Engagiert brachten die Baiersdorfer anlässlich des Bürgergespräches ihre Anliegen vor. Dabei kristallisierte sich heraus, dass vor allem die Ausweisung von Baugrundstücken für die zukünftige Entwicklung als wichtig empfunden wird.
Bürgermeister Robert Hümmer ging auf den Bau einer neuen Fahrzeughalle für die Feuerwehr ein. Außerdem werde die Wehr voraussichtlich 2019 ein Tragkraftspritzenfahrzeug erhalten.
Angesprochen wurde die Parkplatzsituation an der Grundschule und an der katholischen Pfarrkirche am frühen Morgen und in der Mittagszeit. Wenn die Kinder zur Schule gebracht und abgeholt werden, herrsche hier Verkehrschaos. Außerdem sahen die Einwohner die Gemeinde bei der baulichen Entwicklung von Baiersdorf in der Verantwortung. Baptist Fischer erinnerte daran, dass das letzte Baugebiet 1978, vor mittlerweile 40 Jahre entstanden sei. In anderen Ortsteilen würden regelmäßig neue Baugebiete ausgewiesen, so Gerhard Stark, nur in Baiersdorf gehe nichts voran. Dies wäre auch für die Zukunft wichtig, damit junge Menschen hierblieben und Baiersdorf sich nicht zu einem "Seniorendorf" entwickele.
Bezüglich der neuen gemeinsamen Wanderkarte konnte sich Simon Seidel die Bemerkung nicht verkneifen, dass dabei sehr viel von einer bestehenden Wanderkarte, von der noch reichlich Exemplare vorhanden sind, "abgekupfert" worden sei.

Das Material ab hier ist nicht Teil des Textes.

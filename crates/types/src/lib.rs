//! Core types for the Z(Q) simulation.
//!
//! This crate provides the shared vocabulary used across the workspace:
//! model constants, the configuration document, run modes, and the
//! accumulated `Depth` metric.

use derive_more::{Add, AddAssign, From, Into};
use serde::{Deserialize, Serialize};
use std::fmt;

mod config;
mod error;

pub use config::{
    CostShockSection, DynamicsSection, GatingSection, SafetySection, SimulationSection,
    ZParamsSection, ZqConfig,
};
pub use error::ConfigError;

// =============================================================================
// Constants
// =============================================================================

/// Lower clamp applied to activity, energy and cost after every update.
pub const FLOOR: f64 = 0.1;

/// Denominator guard for the A·E / (C + H) ratio.
pub const EPS: f64 = 1e-6;

/// Per-step multiplicative decay of hazard memory under phase lock.
pub const HAZARD_DECAY: f64 = 0.98;

/// Scores strictly above this contribute to depth.
pub const SCORE_THRESHOLD: f64 = 0.75;

/// Fraction of a qualifying score added to depth each step.
pub const DEPTH_RATE: f64 = 0.016;

/// Probability of a drift draw when the cost shock does not fire.
pub const COST_DRIFT_PROBABILITY: f64 = 0.3;

/// Fixed cost delta when neither shock nor drift fires.
pub const COST_DECLINE: f64 = -0.02;

// =============================================================================
// Depth
// =============================================================================

/// Accumulated depth metric for a single run.
///
/// Only ever grows: contributions are added when the per-step score clears
/// [`SCORE_THRESHOLD`].
#[derive(
    Debug,
    Clone,
    Copy,
    PartialEq,
    PartialOrd,
    Default,
    Add,
    AddAssign,
    From,
    Into,
    Serialize,
    Deserialize,
)]
#[serde(transparent)]
pub struct Depth(pub f64);

impl Depth {
    pub const ZERO: Depth = Depth(0.0);

    /// Raw value.
    pub fn value(self) -> f64 {
        self.0
    }

    /// Ratio of `self` to a reference depth (the experiment gain).
    ///
    /// Returns `None` when the reference is zero.
    pub fn ratio_to(self, reference: Depth) -> Option<f64> {
        if reference.0 == 0.0 {
            None
        } else {
            Some(self.0 / reference.0)
        }
    }
}

impl fmt::Display for Depth {
    fn fmt(&self, f: &mut fmt::Formatter<'_>) -> fmt::Result {
        write!(f, "{:.4}", self.0)
    }
}

// =============================================================================
// RunMode / Variant
// =============================================================================

/// The two switches that select the dynamics of a run.
#[derive(Debug, Clone, Copy, PartialEq, Eq, Hash, Serialize, Deserialize)]
pub struct RunMode {
    /// Apply `hazard_rate * H` as an energy drain.
    pub hazard_on: bool,
    /// Phase-driven activity, phase control and hazard decay.
    pub psi_lock: bool,
}

impl RunMode {
    pub const BASELINE: RunMode = RunMode::new(false, false);
    pub const HAZARD_ONLY: RunMode = RunMode::new(true, false);
    pub const COHERENCE_GATED: RunMode = RunMode::new(true, true);

    pub const fn new(hazard_on: bool, psi_lock: bool) -> Self {
        Self {
            hazard_on,
            psi_lock,
        }
    }
}

impl fmt::Display for RunMode {
    fn fmt(&self, f: &mut fmt::Formatter<'_>) -> fmt::Result {
        write!(
            f,
            "hazard={} psi_lock={}",
            if self.hazard_on { "on" } else { "off" },
            if self.psi_lock { "on" } else { "off" }
        )
    }
}

/// Named experimental conditions, in the order the experiment runs them.
#[derive(Debug, Clone, Copy, PartialEq, Eq, Hash, Serialize, Deserialize)]
pub enum Variant {
    Baseline,
    HazardOnly,
    CoherenceGated,
}

impl Variant {
    /// All variants in experiment order.
    pub const ALL: [Variant; 3] = [
        Variant::Baseline,
        Variant::HazardOnly,
        Variant::CoherenceGated,
    ];

    /// Switches used for this variant.
    pub fn mode(self) -> RunMode {
        match self {
            Variant::Baseline => RunMode::BASELINE,
            Variant::HazardOnly => RunMode::HAZARD_ONLY,
            Variant::CoherenceGated => RunMode::COHERENCE_GATED,
        }
    }

    /// Report label.
    pub fn label(self) -> &'static str {
        match self {
            Variant::Baseline => "Baseline",
            Variant::HazardOnly => "Hazard-Only",
            Variant::CoherenceGated => "Z(Q)-v1.0",
        }
    }

    /// One-line description printed before each run.
    pub fn description(self) -> &'static str {
        match self {
            Variant::Baseline => "Baseline (no hazard, no lock)",
            Variant::HazardOnly => "Hazard-only (lethal regime)",
            Variant::CoherenceGated => "Z(Q) v1.0 (coherence + dissipation)",
        }
    }
}

impl fmt::Display for Variant {
    fn fmt(&self, f: &mut fmt::Formatter<'_>) -> fmt::Result {
        write!(f, "{}", self.label())
    }
}

#[cfg(test)]
mod tests {
    use super::*;

    #[test]
    fn test_depth_accumulates() {
        let mut depth = Depth::ZERO;
        depth += Depth(0.5);
        depth += Depth::from(0.25);
        assert!((depth.value() - 0.75).abs() < 1e-12);
        assert_eq!(f64::from(depth), depth.0);
    }

    #[test]
    fn test_depth_ratio() {
        assert_eq!(Depth(8.0).ratio_to(Depth(2.0)), Some(4.0));
        assert_eq!(Depth(8.0).ratio_to(Depth::ZERO), None);
    }

    #[test]
    fn test_variant_modes() {
        assert_eq!(Variant::Baseline.mode(), RunMode::new(false, false));
        assert_eq!(Variant::HazardOnly.mode(), RunMode::new(true, false));
        assert_eq!(Variant::CoherenceGated.mode(), RunMode::new(true, true));
        assert_eq!(Variant::CoherenceGated.label(), "Z(Q)-v1.0");
    }
}
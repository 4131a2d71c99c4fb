//! Text rendering of an experiment report.

use std::fmt::Write;

use simulation::{ExperimentReport, MetricsSnapshot};
use types::Variant;

/// Left-hand label of the summary table.
fn summary_label(variant: Variant) -> &'static str {
    match variant {
        Variant::Baseline => "Baseline depth",
        Variant::HazardOnly => "Hazard-only",
        Variant::CoherenceGated => "Z(Q) v1.0",
    }
}

/// Render the report the way the experiment has always printed it.
pub fn render_text(report: &ExperimentReport) -> String {
    let mut out = String::new();

    for outcome in &report.outcomes {
        let _ = writeln!(out, "{}", outcome.variant.description());
    }
    out.push('\n');

    for outcome in &report.outcomes {
        let _ = write!(
            out,
            "{:<15}: {}",
            summary_label(outcome.variant),
            group_thousands(outcome.depth.value())
        );
        if outcome.variant == Variant::CoherenceGated {
            match report.gain {
                Some(gain) => {
                    let _ = write!(out, "  ← {gain:.1}× gain");
                }
                None => out.push_str("  ← gain undefined (baseline depth is zero)"),
            }
        }
        out.push('\n');
    }

    out
}

/// Render the metrics snapshot as aligned key/value lines.
pub fn render_metrics(snapshot: &MetricsSnapshot) -> String {
    let mut out = String::new();
    let _ = writeln!(out, "Steps observed : {}", snapshot.total_steps);
    let _ = writeln!(
        out,
        "Scoring steps  : {} ({:.1}%)",
        snapshot.scoring_steps,
        snapshot.scoring_rate * 100.0
    );
    let _ = writeln!(
        out,
        "Cost branches  : shock={} drift={} decline={}",
        snapshot.shock_steps, snapshot.drift_steps, snapshot.decline_steps
    );
    let _ = writeln!(out, "Capped drives  : {}", snapshot.capped_drive_steps);
    let _ = writeln!(out, "Peak score     : {:.4}", snapshot.peak_score);
    let _ = writeln!(out, "Peak hazard    : {:.4}", snapshot.peak_hazard);
    match snapshot.peak_drive {
        Some(drive) => {
            let _ = writeln!(out, "Peak drive     : {drive:.4}");
        }
        None => out.push_str("Peak drive     : n/a\n"),
    }
    if snapshot.total_steps > 0 {
        let _ = writeln!(
            out,
            "Floors reached : activity={:.4} energy={:.4} cost={:.4}",
            snapshot.min_activity, snapshot.min_energy, snapshot.min_cost
        );
    } else {
        out.push_str("Floors reached : n/a\n");
    }
    out
}

/// Round to an integer and group digits in threes, e.g. `1234567.6` → `1,234,568`.
pub fn group_thousands(value: f64) -> String {
    if !value.is_finite() {
        return value.to_string();
    }
    let rounded = format!("{:.0}", value.abs());
    let mut grouped = String::with_capacity(rounded.len() + rounded.len() / 3 + 1);
    if value < 0.0 && rounded != "0" {
        grouped.push('-');
    }
    for (i, ch) in rounded.chars().enumerate() {
        if i > 0 && (rounded.len() - i) % 3 == 0 {
            grouped.push(',');
        }
        grouped.push(ch);
    }
    grouped
}
//! Random draws used by the step stages.
//!
//! # Generator contract
//!
//! Runs are reproducible only if the sampling methods are fixed:
//!
//! - **Normal**: `mean + std_dev * z` with `z` from [`StandardNormal`]
//!   (ziggurat). Identical to `rand_distr::Normal`, but infallible to build.
//! - **Uniform**: [`StandardUniform`] over `[0, 1)`.
//!
//! The generator itself is chosen by the caller (the simulation crate uses
//! `ChaCha8Rng`).

use rand::Rng;
use rand::distr::StandardUniform;
use rand_distr::{Distribution, StandardNormal};

// =============================================================================
// Gaussian
// =============================================================================

/// Normal distribution with compile-time parameters.
#[derive(Debug, Clone, Copy, PartialEq)]
pub struct Gaussian {
    pub mean: f64,
    pub std_dev: f64,
}

impl Gaussian {
    pub const fn new(mean: f64, std_dev: f64) -> Self {
        Self { mean, std_dev }
    }
}

impl Distribution<f64> for Gaussian {
    fn sample<R: Rng + ?Sized>(&self, rng: &mut R) -> f64 {
        let z: f64 = StandardNormal.sample(rng);
        self.mean + self.std_dev * z
    }
}

/// Raw energy delta before hazard drain.
pub const ENERGY_DELTA: Gaussian = Gaussian::new(0.04, 0.05);

/// Cost delta for the shock (before scaling) and drift branches.
pub const COST_DELTA: Gaussian = Gaussian::new(0.03, 0.015);

/// Activity random walk step.
pub const ACTIVITY_DELTA: Gaussian = Gaussian::new(0.02, 0.01);

// =============================================================================
// Uniform
// =============================================================================

/// Uniform draw in `[0, 1)`.
pub fn uniform<R: Rng + ?Sized>(rng: &mut R) -> f64 {
    StandardUniform.sample(rng)
}

#[cfg(test)]
mod tests {
    use super::*;
    use rand::SeedableRng;
    use rand_chacha::ChaCha8Rng;

    #[test]
    fn test_gaussian_moments() {
        let mut rng = ChaCha8Rng::seed_from_u64(7);
        let n = 20_000;
        let samples: Vec<f64> = (0..n).map(|_| ENERGY_DELTA.sample(&mut rng)).collect();
        let mean = samples.iter().sum::<f64>() / n as f64;
        let var = samples.iter().map(|x| (x - mean).powi(2)).sum::<f64>() / n as f64;
        assert!((mean - 0.04).abs() < 0.002, "mean {mean}");
        assert!((var.sqrt() - 0.05).abs() < 0.002, "std {}", var.sqrt());
    }

    #[test]
    fn test_uniform_range() {
        let mut rng = ChaCha8Rng::seed_from_u64(7);
        for _ in 0..1000 {
            let u = uniform(&mut rng);
            assert!((0.0..1.0).contains(&u));
        }
    }

    #[test]
    fn test_same_seed_same_draws() {
        let mut a = ChaCha8Rng::seed_from_u64(42);
        let mut b = ChaCha8Rng::seed_from_u64(42);
        for _ in 0..100 {
            assert_eq!(
                COST_DELTA.sample(&mut a).to_bits(),
                COST_DELTA.sample(&mut b).to_bits()
            );
        }
    }

    #[test]
    fn test_seed_42_sampling_is_stable() {
        let mut rng = ChaCha8Rng::seed_from_u64(42);
        let normals: Vec<u64> = (0..3)
            .map(|_| {
                let z: f64 = StandardNormal.sample(&mut rng);
                z.to_bits()
            })
            .collect();
        let uniforms: Vec<u64> = (0..2).map(|_| uniform(&mut rng).to_bits()).collect();

        // 0.47798123835102174, 1.3340706102318078, -0.21086668327103028
        assert_eq!(
            normals,
            vec![0x3fde_973e_9eb4_6e17, 0x3ff5_585a_6c98_018c, 0xbfca_fdad_f23b_8743]
        );
        // 0.6273605211973403, 0.2885938791411826
        assert_eq!(uniforms, vec![0x3fe4_1356_5f2b_02cc, 0x3fd2_7852_762f_2d90]);
    }
}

Es wäre dienlich gewesen, wenn bei dieser "Neuauflage" das heimische Hotel- und Gaststättengewerbe ebenfalls mit einbezogen gewesen wäre. Zudem seien Einrichtungen in der Wanderkarte vorhanden, die es überhaupt noch nicht gibt (Mainbrücke, Keltenspielplatz auf dem Kordigast).
Trotz der neuen Wasserbehälter, so Alexander Fischer, sei der Wasserdruck in der Mainecker Straße nicht überall ausreichend. Er brachte auch die Geruchsentwicklung durch die Biogasanlage zur Sprache, die in schöner Regelmäßigkeit den gesamten Gemeindeteil überziehe und dies nicht etwa nur einige Stunden, sondern mitunter den ganzen Tag. Er komme in ganz Bayern herum, sagte Baptist Fischer, und sehe dabei viele Biogasanlagen, die alle schön eingehaust sind, in Baiersdorf werde über das Material nur eine Plane gelegt. Hubert Pechtl äußerte den Wunsch auf einen Geh- und Radweg zwischen Baiersdorf und Weismain und die Wiederaufstellung eines Sandsteinbildstockes. Auch das Engagement der "Zeitreiseakteure", die sich darum bemühen, die Geschichte lebendig werden zu lassen, fand abschließend eine anerkennende Würdigung.